Source data:
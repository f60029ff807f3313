//! Typed adapter
//!
//! Derives [`Constructor`] descriptors from plain Rust functions and closures.
//! Input types implement [`Dependency`], return types implement [`Provision`]:
//!
//! | Rust type | Key | Direction |
//! |-----------|-----|-----------|
//! | `T: Component` | `T` | input, output |
//! | [`Many<T>`] | `[T]` | input (every value), output (several contributions) |
//! | [`PerScope<T>`] | `map[scope]T` | input |
//! | [`Scope`] | `Scope` | input (the scope the constructor runs in) |
//! | [`struct_args!`](crate::struct_args) struct | one key per field | input |
//! | [`struct_outputs!`](crate::struct_outputs) struct | one key per field | output |
//! | tuples of outputs, `()`, `Result<R, E>` | keys of `R` | output |
//!
//! ```ignore
//! #[derive(Clone)]
//! struct KvStoreKey { name: String }
//! impl Component for KvStoreKey {}
//!
//! fn provide_kv_store_key(scope: Scope) -> KvStoreKey {
//!     KvStoreKey { name: scope.name().to_string() }
//! }
//! ```

use std::collections::BTreeMap;
use std::ops::Deref;
use std::sync::Arc;

use wireup_domain::{
    BoxError, Constructor, Error, Location, Result, Scope, Slot, TypeInfo, TypeKey, Value,
};

/// A value the container can produce and inject
pub trait Component: Clone + Send + Sync + 'static {}

macro_rules! impl_component {
    ($($ty:ty),* $(,)?) => {
        $(impl Component for $ty {})*
    };
}

impl_component!(
    bool,
    char,
    u8,
    u16,
    u32,
    u64,
    u128,
    usize,
    i8,
    i16,
    i32,
    i64,
    i128,
    isize,
    f32,
    f64,
    String,
    &'static str,
);

impl<T: ?Sized + Send + Sync + 'static> Component for Arc<T> {}

/// Every value of an auto-group type, or several contributions to it
#[derive(Debug, Clone, PartialEq, Eq)]
pub struct Many<T>(pub Vec<T>);

impl<T> Many<T> {
    pub fn into_inner(self) -> Vec<T> {
        self.0
    }
}

impl<T> Deref for Many<T> {
    type Target = Vec<T>;

    fn deref(&self) -> &Self::Target {
        &self.0
    }
}

impl<T> From<Vec<T>> for Many<T> {
    fn from(values: Vec<T>) -> Self {
        Self(values)
    }
}

impl<T> IntoIterator for Many<T> {
    type Item = T;
    type IntoIter = std::vec::IntoIter<T>;

    fn into_iter(self) -> Self::IntoIter {
        self.0.into_iter()
    }
}

/// One value of a one-per-scope type for each scope providing it
#[derive(Debug, Clone, PartialEq, Eq)]
pub struct PerScope<T>(pub BTreeMap<String, T>);

impl<T> PerScope<T> {
    pub fn into_inner(self) -> BTreeMap<String, T> {
        self.0
    }
}

impl<T> Deref for PerScope<T> {
    type Target = BTreeMap<String, T>;

    fn deref(&self) -> &Self::Target {
        &self.0
    }
}

/// A single-key input
pub trait Injectable: Sized + 'static {
    fn key() -> TypeKey;
    fn from_value(value: Value) -> Result<Self>;
}

impl<T: Component> Injectable for T {
    fn key() -> TypeKey {
        TypeKey::of::<T>()
    }

    fn from_value(value: Value) -> Result<Self> {
        value.into_one()
    }
}

impl<T: Component> Injectable for Many<T> {
    fn key() -> TypeKey {
        TypeKey::sequence(TypeInfo::of::<T>())
    }

    fn from_value(value: Value) -> Result<Self> {
        value.into_many().map(Many)
    }
}

impl<T: Component> Injectable for PerScope<T> {
    fn key() -> TypeKey {
        TypeKey::by_scope(TypeInfo::of::<T>())
    }

    fn from_value(value: Value) -> Result<Self> {
        value.into_by_scope().map(PerScope)
    }
}

impl Injectable for Scope {
    fn key() -> TypeKey {
        TypeKey::of::<Scope>()
    }

    fn from_value(value: Value) -> Result<Self> {
        value.into_one()
    }
}

/// A positional constructor input
pub trait Dependency: Sized + 'static {
    fn slot() -> Slot;
    fn extract(value: Value) -> Result<Self>;
}

impl<T: Injectable> Dependency for T {
    fn slot() -> Slot {
        Slot::Key(T::key())
    }

    fn extract(value: Value) -> Result<Self> {
        T::from_value(value)
    }
}

/// A single-key output
pub trait Producible: Sized + 'static {
    fn key() -> TypeKey;
    fn into_value(self) -> Value;
}

impl<T: Component> Producible for T {
    fn key() -> TypeKey {
        TypeKey::of::<T>()
    }

    fn into_value(self) -> Value {
        Value::one(self)
    }
}

impl<T: Component> Producible for Many<T> {
    fn key() -> TypeKey {
        TypeKey::sequence(TypeInfo::of::<T>())
    }

    fn into_value(self) -> Value {
        Value::many(self.0)
    }
}

/// A positional constructor output
pub trait Output: Sized + 'static {
    fn slot() -> Slot;
    fn into_value(self) -> Value;
}

impl<T: Producible> Output for T {
    fn slot() -> Slot {
        Slot::Key(T::key())
    }

    fn into_value(self) -> Value {
        Producible::into_value(self)
    }
}

/// Everything a constructor returns
pub trait Provision: Sized + 'static {
    fn slots() -> Vec<Slot>;
    fn into_values(self) -> std::result::Result<Vec<Value>, BoxError>;
}

impl<T: Output> Provision for T {
    fn slots() -> Vec<Slot> {
        vec![T::slot()]
    }

    fn into_values(self) -> std::result::Result<Vec<Value>, BoxError> {
        Ok(vec![Output::into_value(self)])
    }
}

impl Provision for () {
    fn slots() -> Vec<Slot> {
        Vec::new()
    }

    fn into_values(self) -> std::result::Result<Vec<Value>, BoxError> {
        Ok(Vec::new())
    }
}

impl<R, E> Provision for std::result::Result<R, E>
where
    R: Provision,
    E: Into<BoxError> + 'static,
{
    fn slots() -> Vec<Slot> {
        R::slots()
    }

    fn into_values(self) -> std::result::Result<Vec<Value>, BoxError> {
        self.map_err(Into::into)?.into_values()
    }
}

macro_rules! impl_provision_tuple {
    ($($out:ident),+) => {
        impl<$($out: Output),+> Provision for ($($out,)+) {
            fn slots() -> Vec<Slot> {
                vec![$($out::slot()),+]
            }

            #[allow(non_snake_case)]
            fn into_values(self) -> std::result::Result<Vec<Value>, BoxError> {
                let ($($out,)+) = self;
                Ok(vec![$(Output::into_value($out)),+])
            }
        }
    };
}

impl_provision_tuple!(O1);
impl_provision_tuple!(O1, O2);
impl_provision_tuple!(O1, O2, O3);
impl_provision_tuple!(O1, O2, O3, O4);
impl_provision_tuple!(O1, O2, O3, O4, O5);
impl_provision_tuple!(O1, O2, O3, O4, O5, O6);
impl_provision_tuple!(O1, O2, O3, O4, O5, O6, O7);
impl_provision_tuple!(O1, O2, O3, O4, O5, O6, O7, O8);

/// Functions and closures usable as constructors
pub trait IntoConstructor<Args> {
    fn into_constructor(self, location: Location) -> Constructor;
}

macro_rules! impl_into_constructor {
    ($($arg:ident),*) => {
        impl<F, R, $($arg,)*> IntoConstructor<($($arg,)*)> for F
        where
            F: Fn($($arg),*) -> R + Send + Sync + 'static,
            R: Provision,
            $($arg: Dependency,)*
        {
            #[allow(non_snake_case, unused_mut, unused_variables)]
            fn into_constructor(self, location: Location) -> Constructor {
                let inputs = vec![$($arg::slot()),*];
                Constructor::new(location, inputs, R::slots(), move |values: Vec<Value>| {
                    let mut values = values.into_iter();
                    $(
                        let $arg = $arg::extract(
                            values
                                .next()
                                .ok_or_else(|| Error::internal("too few input values"))?,
                        )?;
                    )*
                    (self)($($arg),*).into_values()
                })
            }
        }
    };
}

impl_into_constructor!();
impl_into_constructor!(A1);
impl_into_constructor!(A1, A2);
impl_into_constructor!(A1, A2, A3);
impl_into_constructor!(A1, A2, A3, A4);
impl_into_constructor!(A1, A2, A3, A4, A5);
impl_into_constructor!(A1, A2, A3, A4, A5, A6);
impl_into_constructor!(A1, A2, A3, A4, A5, A6, A7);
impl_into_constructor!(A1, A2, A3, A4, A5, A6, A7, A8);

/// Descriptor of a function, located at the caller of the enclosing `#[track_caller]` function
#[track_caller]
pub fn describe<F, Args>(function: F) -> Constructor
where
    F: IntoConstructor<Args>,
{
    function.into_constructor(Location::caller(std::any::type_name::<F>()))
}

/// Descriptor of a ready value
#[track_caller]
pub fn supplied<T: Component>(value: T) -> Constructor {
    let location = Location::caller(format!("supplied {}", TypeInfo::of::<T>().short_name()));
    Constructor::new(
        location,
        Vec::new(),
        vec![Slot::Key(TypeKey::of::<T>())],
        move |_| Ok(vec![Value::one(value.clone())]),
    )
}

/// Declare a struct whose fields are injected as independent inputs.
///
/// ```ignore
/// struct_args! {
///     pub struct ModuleBInputs {
///         pub keeper: KeeperA,
///         pub key: KvStoreKey,
///     }
/// }
/// ```
#[macro_export]
macro_rules! struct_args {
    (
        $(#[$meta:meta])*
        $vis:vis struct $name:ident {
            $($fvis:vis $field:ident : $ty:ty),* $(,)?
        }
    ) => {
        $(#[$meta])*
        $vis struct $name {
            $($fvis $field: $ty),*
        }

        impl $crate::typed::Dependency for $name {
            fn slot() -> $crate::domain::Slot {
                $crate::domain::Slot::Struct {
                    type_name: ::std::stringify!($name),
                    fields: ::std::vec![$(
                        $crate::domain::Field::new(
                            ::std::stringify!($field),
                            <$ty as $crate::typed::Injectable>::key(),
                        )
                    ),*],
                }
            }

            #[allow(unused_mut)]
            fn extract(value: $crate::domain::Value) -> $crate::domain::Result<Self> {
                let mut fields = value.into_fields()?.into_iter();
                ::std::result::Result::Ok(Self {
                    $($field: <$ty as $crate::typed::Injectable>::from_value(
                        fields.next().ok_or_else(|| {
                            $crate::domain::Error::internal(::std::concat!(
                                "missing field ",
                                ::std::stringify!($field)
                            ))
                        })?,
                    )?),*
                })
            }
        }
    };
}

/// Declare a struct whose fields are produced as independent outputs.
///
/// ```ignore
/// struct_outputs! {
///     pub struct ModuleBOutputs {
///         pub keeper: KeeperB,
///         pub commands: Many<Command>,
///     }
/// }
/// ```
#[macro_export]
macro_rules! struct_outputs {
    (
        $(#[$meta:meta])*
        $vis:vis struct $name:ident {
            $($fvis:vis $field:ident : $ty:ty),* $(,)?
        }
    ) => {
        $(#[$meta])*
        $vis struct $name {
            $($fvis $field: $ty),*
        }

        impl $crate::typed::Output for $name {
            fn slot() -> $crate::domain::Slot {
                $crate::domain::Slot::Struct {
                    type_name: ::std::stringify!($name),
                    fields: ::std::vec![$(
                        $crate::domain::Field::new(
                            ::std::stringify!($field),
                            <$ty as $crate::typed::Producible>::key(),
                        )
                    ),*],
                }
            }

            fn into_value(self) -> $crate::domain::Value {
                $crate::domain::Value::Fields(::std::vec![$(
                    <$ty as $crate::typed::Producible>::into_value(self.$field)
                ),*])
            }
        }
    };
}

Required action: In the data above, which lines lie between the line with "impl<T> Deref for Many<T>" and the line with "type IntoIter = std::vec::IntoIter<T>;", inclusive? Print those lines exactly and nothing else.

Solution to this task:
impl<T> Deref for Many<T> {
    type Target = Vec<T>;

    fn deref(&self) -> &Self::Target {
        &self.0
    }
}

impl<T> From<Vec<T>> for Many<T> {
    fn from(values: Vec<T>) -> Self {
        Self(values)
    }
}

impl<T> IntoIterator for Many<T> {
    type Item = T;
    type IntoIter = std::vec::IntoIter<T>;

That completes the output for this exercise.